The standards listed in this section focus on how the organization shall: (i) monitor, control, and protect organizational communications (i.e., information transmitted or received by organizational information systems) at the external boundaries and key internal boundaries of the information systems; and (ii) employ architectural designs, software development techniques, and systems engineering principles that promote effective information security and privacy assurance within organizational information systems.

The standards listed in this section focus on how the organization shall: (i) identify, report, and correct information and information system flaws in a timely manner; (ii) provide protection from malicious code at appropriate locations within organizational information systems; and (iii) monitor information system security alerts and advisories, and take appropriate actions in response.

The PM family provides controls for information security programs required by Federal Information Security Management Act (FISMA). This family, while not specifically referenced in FIPS 200, provides security controls at the organization level rather than the information system level.

This family furthers compliance with the Privacy Act by ensuring that organizations: (i) identify the legal bases that authorize a particular Personally Identifiable Information (PII) collection or activity that impacts privacy; and (ii) specify the purpose(s) for which they collect PII in their notices.

This family is intended to enhance public confidence through effective governance controls, monitoring controls, risk management, and assessment controls to demonstrate that an organization is complying with all applicable privacy protection requirements and minimizing its overall privacy risk.

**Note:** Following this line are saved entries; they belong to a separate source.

use clap::Parser;
use tracing_subscriber::layer::SubscriberExt;
use tracing_subscriber::util::SubscriberInitExt;

mod cli;
mod commands;
mod domain;
mod error;
mod services;

pub use cli::*;
pub use commands::*;
pub use domain::models::*;
pub use services::batch::{run_batch, ERROR_LEVEL};
pub use services::ledger::{read_entries, verify_chain};
pub use services::output::{opt_num, print_one, print_out};
pub use services::pipeline::{run_file, score_report, RunOptions};
pub use services::storage::{
    load_config, resolve_batch_ledger_path, resolve_ledger_path, resolve_standalone_ledger_path,
};
pub use services::validation::load_report;

fn init_tracing(verbose: bool) {
    // stdout carries --json output; logs stay on stderr
    let filter = if verbose { "debug" } else { "warn" };
    tracing_subscriber::registry()
        .with(
            tracing_subscriber::EnvFilter::try_from_default_env()
                .unwrap_or_else(|_| filter.into()),
        )
        .with(
            tracing_subscriber::fmt::layer()
                .without_time()
                .with_writer(std::io::stderr),
        )
        .init();
}

fn main() -> anyhow::Result<()> {
    let cli = Cli::parse();
    init_tracing(cli.verbose);
    let config = load_config()?;

    if handle_ledger_commands(&cli, &config)? {
        return Ok(());
    }
    handle_runtime_commands(&cli, &config)
}
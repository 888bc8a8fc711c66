use crate::domain::constants::{SUMMARY_CSV_FILE, SUMMARY_FILE};
use crate::domain::models::{BatchRunRecord, BatchSummary, RunSummary};
use crate::error::{HkError, HkResult};
use crate::services::pipeline::{self, RunOptions};
use crate::services::scoring::round_to;
use crate::services::{storage, validation};
use serde::Serialize;
use std::collections::BTreeMap;
use std::path::{Path, PathBuf};
use tracing::{info, warn};

pub const ERROR_LEVEL: &str = "ERROR";

/// `*.json` files directly inside `dir`, in lexical order.
pub fn collect_inputs(dir: &Path) -> HkResult<Vec<PathBuf>> {
    let rd = std::fs::read_dir(dir).map_err(|e| HkError::io(dir, e))?;
    let mut files = Vec::new();
    for entry in rd {
        let path = entry.map_err(|e| HkError::io(dir, e))?.path();
        if path.is_file() && path.extension().is_some_and(|x| x == "json") {
            files.push(path);
        }
    }
    files.sort();
    Ok(files)
}

fn input_title(path: &Path, stem: &str) -> String {
    std::fs::read_to_string(path)
        .ok()
        .and_then(|raw| serde_json::from_str::<serde_json::Value>(&raw).ok())
        .and_then(|v| v.get("title").and_then(|t| t.as_str()).map(str::to_string))
        .unwrap_or_else(|| stem.to_string())
}

fn success_row(stem: &str, file: &str, title: String, s: RunSummary) -> BatchRunRecord {
    BatchRunRecord {
        run_id: stem.to_string(),
        input_file: file.to_string(),
        title,
        report_id: Some(s.report_id),
        certification_level: s.certification_level.as_str().to_string(),
        hci: Some(s.hci),
        evid_effective: Some(s.evid_effective),
        inferred_ratio: Some(s.inferred_ratio),
        flags: s.flags,
    }
}

fn error_row(stem: &str, file: &str, title: String, err: &HkError) -> BatchRunRecord {
    BatchRunRecord {
        run_id: stem.to_string(),
        input_file: file.to_string(),
        title,
        report_id: Some(ERROR_LEVEL.to_string()),
        certification_level: ERROR_LEVEL.to_string(),
        hci: None,
        evid_effective: None,
        inferred_ratio: None,
        flags: vec![err.to_string()],
    }
}

fn mean(values: impl Iterator<Item = f64>, places: i32) -> Option<f64> {
    let (sum, n) = values.fold((0.0, 0usize), |(s, n), v| (s + v, n + 1));
    (n > 0).then(|| round_to(sum / n as f64, places))
}

pub fn summarize(runs: Vec<BatchRunRecord>) -> BatchSummary {
    let mut counts_by_level: BTreeMap<String, usize> = BTreeMap::new();
    for r in &runs {
        *counts_by_level.entry(r.certification_level.clone()).or_default() += 1;
    }
    BatchSummary {
        total_runs: runs.len(),
        counts_by_level,
        avg_hci: mean(runs.iter().filter_map(|r| r.hci), 3),
        avg_evid_effective: mean(runs.iter().filter_map(|r| r.evid_effective), 3),
        avg_inferred_ratio: mean(runs.iter().filter_map(|r| r.inferred_ratio), 4),
        runs,
    }
}

/// Flat row for `summary.csv`; flags are `|`-joined and missing numbers are empty.
#[derive(Serialize)]
struct CsvRow<'a> {
    run_id: &'a str,
    input_file: &'a str,
    title: &'a str,
    report_id: Option<&'a str>,
    certification_level: &'a str,
    hci: Option<f64>,
    evid_effective: Option<f64>,
    inferred_ratio: Option<f64>,
    flags: String,
}

pub fn summary_csv(summary: &BatchSummary) -> HkResult<Vec<u8>> {
    let mut w = csv::Writer::from_writer(Vec::new());
    for r in &summary.runs {
        w.serialize(CsvRow {
            run_id: &r.run_id,
            input_file: &r.input_file,
            title: &r.title,
            report_id: r.report_id.as_deref(),
            certification_level: &r.certification_level,
            hci: r.hci,
            evid_effective: r.evid_effective,
            inferred_ratio: r.inferred_ratio,
            flags: r.flags.join("|"),
        })?;
    }
    w.into_inner().map_err(|e| HkError::io(SUMMARY_CSV_FILE, e.into_error()))
}

/// Runs every input into `<output>/runs/<stem>` against one shared ledger and
/// writes `summary.json` and `summary.csv` under `<output>`. A bad input
/// becomes an `ERROR` row; a broken or unreadable ledger aborts the whole batch.
pub fn run_batch(
    inputs: &Path,
    output: &Path,
    ledger_path: &Path,
    overwrite: bool,
) -> HkResult<BatchSummary> {
    let files = collect_inputs(inputs)?;
    if files.is_empty() {
        return Err(HkError::EmptyBatch(inputs.to_path_buf()));
    }
    info!(inputs = files.len(), output = %output.display(), "batch started");

    let mut rows = Vec::with_capacity(files.len());
    for file in &files {
        let stem = file
            .file_stem()
            .map(|s| s.to_string_lossy().into_owned())
            .unwrap_or_default();
        let name = file
            .file_name()
            .map(|s| s.to_string_lossy().into_owned())
            .unwrap_or_default();
        let title = input_title(file, &stem);
        let opts = RunOptions {
            run_id: None,
            overwrite,
        };

        let result = validation::load_report(file).and_then(|report| {
            pipeline::run_report(
                &report,
                &pipeline::default_run_dir(output, &stem),
                ledger_path,
                &opts,
            )
        });
        match result {
            Ok(summary) => rows.push(success_row(&stem, &name, title, summary)),
            Err(e @ (HkError::LedgerIntegrity { .. } | HkError::LedgerParse { .. })) => {
                return Err(e)
            }
            Err(e) => {
                warn!(input = %name, error = %e, "batch input failed");
                rows.push(error_row(&stem, &name, title, &e));
            }
        }
    }

    let summary = summarize(rows);
    let json = serde_json::to_string_pretty(&summary)?;
    let csv = summary_csv(&summary)?;
    storage::write_atomic(&output.join(SUMMARY_FILE), json.as_bytes())?;
    storage::write_atomic(&output.join(SUMMARY_CSV_FILE), &csv)?;
    info!(
        total = summary.total_runs,
        avg_hci = ?summary.avg_hci,
        "batch complete"
    );
    Ok(summary)
}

This family ensures compliance with Section 552a (e)(2) of the Privacy Act of 1974 and enhances public confidence that any PII collected and maintained by the organization is accurate, relevant, timely, and complete for the purpose for which it is to be used, as specified in the public notice.

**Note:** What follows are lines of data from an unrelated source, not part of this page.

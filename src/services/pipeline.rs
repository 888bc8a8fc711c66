//! End-to-end run: classify, score, certify, then record and publish.
//!
//! Ordering matters for the all-or-nothing guarantee. The ledger is opened and
//! verified before anything is written, the run folder is fully staged next, the
//! ledger entry is committed, and only then is the folder renamed into place.
//! Any failure before the commit leaves neither artifacts nor a ledger entry.

use crate::domain::constants::{AUDIT_FILE, EVIDENCE_FILE, REPORT_FILE, SCI_SCORE_FILE};
use crate::domain::models::{
    AbsenceAssertionFlag, CertificationResult, ClassifiedClaim, ReportInput, RunSummary,
    ScoreReport, ScoreResult,
};
use crate::error::HkResult;
use crate::services::ledger::{Ledger, LedgerDraft};
use crate::services::{artifacts, audit, certification, classifier, ids, scoring, storage};
use std::path::{Path, PathBuf};
use tracing::{debug, info, warn};

/// Engine output for one report, before anything touches disk.
#[derive(Debug, Clone)]
pub struct Assessment {
    pub classified: Vec<ClassifiedClaim>,
    pub score: ScoreResult,
    pub certification: CertificationResult,
    pub absence_flags: Vec<AbsenceAssertionFlag>,
    pub content_hash: String,
}

impl Assessment {
    /// One `ABSENCE_ASSERTION` per flagged claim, then `HALLUCINATION_DETECTED`.
    pub fn flags(&self, report: &ReportInput) -> Vec<String> {
        let mut out: Vec<String> = self
            .absence_flags
            .iter()
            .map(|f| f.flag_type.as_str().to_string())
            .collect();
        if !report.hallucination_flags.is_empty() {
            out.push("HALLUCINATION_DETECTED".to_string());
        }
        out
    }
}

pub fn assess(report: &ReportInput) -> HkResult<Assessment> {
    let classified = classifier::classify_claims(&report.claims);
    let absence_flags = classifier::absence_assertion_flags(&classified);
    let score = scoring::aggregate(&classified, &report.dimensions);
    debug!(
        claims = classified.len(),
        inferred_ratio = score.inferred_ratio,
        evid_raw = score.evid_raw,
        evid_effective = score.evid_effective,
        hci = score.hci,
        "scored"
    );
    if let Some(note) = score.ceiling_note() {
        info!("{}", note);
    }
    if !absence_flags.is_empty() {
        warn!(count = absence_flags.len(), "absence assertions without a source");
    }

    let certification = certification::certify(
        &score,
        !report.hallucination_flags.is_empty(),
        classifier::has_absence_assertion(&classified),
    );
    debug!(
        level = %certification.level,
        rule = certification.matched_rule,
        "certified"
    );
    let content_hash = audit::content_hash(report, &score, &certification)?;

    Ok(Assessment {
        classified,
        score,
        certification,
        absence_flags,
        content_hash,
    })
}

/// Dry run for the `score` command. No ids, no files, no ledger.
pub fn score_report(report: &ReportInput) -> HkResult<ScoreReport> {
    let a = assess(report)?;
    Ok(ScoreReport {
        title: report.title.clone(),
        claims: report.claims.len(),
        inferred_ratio: a.score.inferred_ratio,
        evid_raw: a.score.evid_raw,
        evid_effective: a.score.evid_effective,
        hci: a.score.hci,
        certification_level: a.certification.level,
        matched_rule: a.certification.matched_rule.to_string(),
        evid_ceiling_applied: a.score.ceiling_note(),
        flags: a.flags(report),
        reviewer: a.certification.reviewer,
    })
}

#[derive(Debug, Clone, Default)]
pub struct RunOptions {
    pub run_id: Option<String>,
    pub overwrite: bool,
}

pub fn run_report(
    report: &ReportInput,
    output: &Path,
    ledger_path: &Path,
    opts: &RunOptions,
) -> HkResult<RunSummary> {
    let ledger = Ledger::open(ledger_path)?;
    debug!(
        ledger = %ledger.path().display(),
        entries = ledger.entries().len(),
        head = ledger.head_hash(),
        "ledger opened"
    );
    let a = assess(report)?;

    let report_id = opts.run_id.clone().unwrap_or_else(ids::report_id);
    let audit_id = ids::audit_id();
    let now = ids::now_rfc3339();
    let docs = artifacts::assemble(&report_id, &audit_id, report, &a, &now)?;

    let staged = storage::stage_run(
        output,
        &[
            (EVIDENCE_FILE, docs.evidence_json.as_slice()),
            (SCI_SCORE_FILE, docs.sci_score_json.as_slice()),
            (REPORT_FILE, docs.report_html.as_slice()),
            (AUDIT_FILE, docs.audit_json.as_slice()),
        ],
        opts.overwrite,
    )?;

    let entry = ledger.append(LedgerDraft {
        report_id: report_id.clone(),
        audit_id: docs.audit.audit_id.clone(),
        certification_level: a.certification.level,
        hci: a.score.hci,
        evid_effective: a.score.evid_effective,
        inferred_ratio: a.score.inferred_ratio,
        author_model: audit::author_model(report).to_string(),
    })?;
    let run_dir = staged.publish()?;

    info!(
        report_id = %report_id,
        level = %a.certification.level,
        hci = a.score.hci,
        run_dir = %run_dir.display(),
        "run published"
    );
    Ok(RunSummary {
        report_id,
        certification_level: a.certification.level,
        hci: a.score.hci,
        evid_raw: a.score.evid_raw,
        evid_effective: a.score.evid_effective,
        inferred_ratio: a.score.inferred_ratio,
        flags: a.flags(report),
        run_dir: run_dir.display().to_string(),
        ledger_path: ledger_path.display().to_string(),
        chain_hash: entry.chain_hash,
    })
}

/// Convenience for callers holding a path rather than a parsed report.
pub fn run_file(
    input: &Path,
    output: &Path,
    ledger_path: &Path,
    opts: &RunOptions,
) -> HkResult<RunSummary> {
    let report = crate::services::validation::load_report(input)?;
    run_report(&report, output, ledger_path, opts)
}

pub fn default_run_dir(output_root: &Path, stem: &str) -> PathBuf {
    output_root.join("runs").join(stem)
}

This family assists organizations in implementing the data minimization and retention elements of the Privacy Act, which requires organizations to collect, use, and retain only PII that is relevant and necessary for the specified purpose for which it was originally collected. Organizations retain PII for only as long as necessary to fulfill the specified purpose(s) and in accordance with a NARA-approved record retention schedule.

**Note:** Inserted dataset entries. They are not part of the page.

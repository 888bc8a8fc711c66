use crate::domain::constants::LEDGER_FILE;
use crate::domain::models::ConfigFile;
use crate::error::{HkError, HkResult};
use std::io::Write;
use std::path::{Path, PathBuf};
use tempfile::TempDir;
use tracing::debug;

fn config_path() -> anyhow::Result<PathBuf> {
    let home = std::env::var("HOME")?;
    Ok(PathBuf::from(home).join(".config/humanklu/config.toml"))
}

pub fn load_config() -> anyhow::Result<ConfigFile> {
    let path = config_path()?;
    if !path.exists() {
        return Ok(ConfigFile::default());
    }
    let raw = std::fs::read_to_string(&path)?;
    let cfg: ConfigFile = toml::from_str(&raw)?;
    debug!(path = %path.display(), "config loaded");
    Ok(cfg)
}

fn configured_ledger(flag: Option<&Path>, config: &ConfigFile) -> Option<PathBuf> {
    flag.map(Path::to_path_buf).or_else(|| {
        config
            .general
            .ledger_path
            .as_deref()
            .filter(|p| !p.trim().is_empty())
            .map(PathBuf::from)
    })
}

/// `--ledger` wins, then the configured path, then the batch layout
/// (`<batch>/runs/<run>` shares `<batch>/ledger.jsonl`), then the working dir.
pub fn resolve_ledger_path(flag: Option<&Path>, config: &ConfigFile, output: &Path) -> PathBuf {
    if let Some(p) = configured_ledger(flag, config) {
        return p;
    }
    match output.parent().and_then(Path::parent) {
        Some(root) if !root.as_os_str().is_empty() => root.join(LEDGER_FILE),
        _ => PathBuf::from(LEDGER_FILE),
    }
}

pub fn resolve_batch_ledger_path(
    flag: Option<&Path>,
    config: &ConfigFile,
    output_root: &Path,
) -> PathBuf {
    configured_ledger(flag, config).unwrap_or_else(|| output_root.join(LEDGER_FILE))
}

/// Ledger for commands with no run folder to anchor on.
pub fn resolve_standalone_ledger_path(flag: Option<&Path>, config: &ConfigFile) -> PathBuf {
    configured_ledger(flag, config).unwrap_or_else(|| PathBuf::from(LEDGER_FILE))
}

/// Write-then-rename for a single file.
pub fn write_atomic(path: &Path, bytes: &[u8]) -> HkResult<()> {
    let dir = parent_dir(path);
    std::fs::create_dir_all(&dir).map_err(|e| HkError::io(&dir, e))?;
    let mut tmp = tempfile::NamedTempFile::new_in(&dir).map_err(|e| HkError::io(&dir, e))?;
    tmp.write_all(bytes)
        .and_then(|_| tmp.as_file().sync_all())
        .map_err(|e| HkError::io(tmp.path(), e))?;
    tmp.persist(path).map_err(|e| HkError::io(path, e.error))?;
    Ok(())
}

fn parent_dir(path: &Path) -> PathBuf {
    path.parent()
        .filter(|p| !p.as_os_str().is_empty())
        .map(Path::to_path_buf)
        .unwrap_or_else(|| PathBuf::from("."))
}

/// A fully written run folder waiting in a hidden sibling directory.
/// Dropping it without [`StagedRun::publish`] discards every file.
#[derive(Debug)]
pub struct StagedRun {
    staging: TempDir,
    target: PathBuf,
    overwrite: bool,
}

/// Writes every file into a staging directory next to `target`. Refuses an
/// existing target unless `overwrite` is set.
pub fn stage_run(target: &Path, files: &[(&str, &[u8])], overwrite: bool) -> HkResult<StagedRun> {
    if target.exists() && !overwrite {
        return Err(HkError::RunExists(target.to_path_buf()));
    }
    let parent = parent_dir(target);
    std::fs::create_dir_all(&parent).map_err(|e| HkError::io(&parent, e))?;
    let staging = tempfile::Builder::new()
        .prefix(".hk-staging-")
        .tempdir_in(&parent)
        .map_err(|e| HkError::io(&parent, e))?;

    for (name, bytes) in files {
        let path = staging.path().join(name);
        std::fs::write(&path, bytes).map_err(|e| HkError::io(&path, e))?;
    }
    debug!(target = %target.display(), files = files.len(), "run staged");
    Ok(StagedRun {
        staging,
        target: target.to_path_buf(),
        overwrite,
    })
}

impl StagedRun {
    /// Moves the staged folder onto the target with a single rename.
    pub fn publish(self) -> HkResult<PathBuf> {
        if self.target.exists() {
            if !self.overwrite {
                return Err(HkError::RunExists(self.target));
            }
            std::fs::remove_dir_all(&self.target).map_err(|e| HkError::io(&self.target, e))?;
        }
        std::fs::rename(self.staging.path(), &self.target)
            .map_err(|e| HkError::io(&self.target, e))?;
        Ok(self.target)
    }
}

This family addresses the need to make individuals active participants in the decision-making process regarding the collection and use of their PII, as required by the Privacy Act. By providing individuals with access to PII and the ability to have their PII corrected or amended, as appropriate, the controls in this family enhance public confidence in organizational decisions made based on the PII.

This family supplements the security controls in Appendix F to ensure administrative, technical, and physical measures are in place to protect PII collected or maintained by organizations against loss, unauthorized access, or disclosure, as required by the Privacy Act, and to ensure that organizational planning and responses to privacy incidents comply with Office of Management and Budget (OMB) policies and guidance. The controls in this family are implemented in coordination with information security personnel using the existing NIST Risk Management Framework.

This family implements Sections 552a (e)(3) and (e)(4) of the Privacy Act and Section 208 of the E-Government Act, which require public notice of an organization's information practices and the privacy impact of government programs and activities.

This family is intended to assist organizations in complying with the Privacy Act, which prohibits uses of PII that are either not specified in notices, incompatible with the specified purposes, or not otherwise permitted by law. Implementation of the Controls in this Family will ensure that the scope of PII use is limited accordingly.